Jul. 11, 2012 - Issue #873: The Big Cover-Up
Forever the most famous guy in town
Darren Zenko passed away on July 4, 2012. Zenko wrote for daily newspapers and occasionally investigated pet ghost stories, but here in Edmonton he was best known for covering video games and the city around him for Edmonton-based weeklies Vue Weekly and See Magazine.
At Vue and See, Zenko's words went beyond the superficial, digging into the earth below the landscape of the city. There's no doubt: Zenko's pieces could be tough reads. They were dense with ideas, and if you just skimmed them over it was easy to miss the layers (upon layers upon layers) of subtext that he hid within his sentences. But settle in and try to decipher the messages, whether in his Most Famous Guy In Town column for See or Infinite Lives and Dispatch for Vue, or even inside reviews of a Quiet Riot concert or the various mall Santas around Edmonton, and Zenko would Jedi-mind-trick you into thinking about the world around you in a new, inspired way.
As has been mentioned elsewhere (and often) by the man's former editors, his penchant to file late would lead to many excruciating moments as press time loomed and the space for his column was the single hole remaining to be filled. Zenko's advice to young writers was to file late in order to avoid editorial interference. As one of those editors who experienced the unnerving waits, I can say that only a man as brilliant as Zenko could pull off such a maneouver. Darren Zenko excelled because he cared about the written word just as much as he cared about his voice as a writer—a voice that helped to shape how we view and love our city. That voice, and the man behind it, will be missed. V
Eden Munro
Managing Editor
Zenko considered
Riding shotgun on the way to the International a couple weeks ago, Stephen Notley said quietly, "I'm scared."
Like scores in the thickening orbit around Darren Zenko's bent-up bed and body lately, Notley had long loved a limber man of iron—a daredevil with a freakishly complete utility belt of characteristics. But Zenko was also, importantly, a man whose free-flowing and hyper-articulate praise and enthusiasm were among his most superpowered medicines; ask his people.
"Tell them I believe in them," Zenko stressed in an exit interview he'd arranged, among his many savvy pushes to be remembered in case the shittiest possible rolls darkened his last saving throws.
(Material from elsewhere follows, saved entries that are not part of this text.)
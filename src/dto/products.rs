use rust_decimal::Decimal;
use serde::{Deserialize, Serialize};
use utoipa::ToSchema;
use uuid::Uuid;

use crate::models::Product;

#[derive(Debug, Deserialize, ToSchema)]
pub struct CreateProductRequest {
    pub name: String,
    #[serde(default)]
    pub description: String,
    pub quantity: i32,
    #[schema(value_type = String, example = "19.99")]
    pub price: Decimal,
    #[serde(default)]
    pub category: String,
    #[serde(default)]
    pub image_url: String,
}

#[derive(Debug, Deserialize, ToSchema)]
pub struct AdminCreateProductRequest {
    #[serde(flatten)]
    pub product: CreateProductRequest,
    /// Owning seller; defaults to the calling admin.
    pub seller_id: Option<Uuid>,
}

/// Text fields apply only when non-empty; `quantity` and `price` apply whenever present.
#[derive(Debug, Default, Deserialize, ToSchema)]
pub struct UpdateProductRequest {
    pub name: Option<String>,
    pub description: Option<String>,
    pub category: Option<String>,
    pub image_url: Option<String>,
    pub quantity: Option<i32>,
    #[schema(value_type = Option<String>, example = "24.50")]
    pub price: Option<Decimal>,
}

#[derive(Serialize, ToSchema)]
#[serde(transparent)]
pub struct ProductList {
    #[schema(value_type = Vec<Product>)]
    pub items: Vec<Product>,
}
Even so, Zenko believed in us, apologizing for obvious outbursts of body betrayal instead of complaining. "I feel sorry for you guys," he whispered in the cancer wing, sort of a joke, but not really.
And now, by the dozens, the regular crowd shuffles into the void and we're trying to compose and stitch and maintain his immortality with art, with archive, with alcohol raised and spilled, with anecdote of his serious sexual advice given at parties to—karate-chop style—"fuck through the woman." Gonzo, even there.
Failing to acknowledge the uncensorable spirit of Zenko's raw life streaking down Whyte would be as wrong as ignoring his cartoony arpeggio laugh or that for-fucking-real genius. Better than anyone on the riverbanks, Zenko word-documented for years a weekly, stream-of-often-consciousness bounty hunt, many times starting in a mummified box full of disorganized arcana from his bedroom, ending up reordering the cosmos. One such gem: shaving your head for cancer was a pussy stance. If you really want to prove a thing, shave your balls.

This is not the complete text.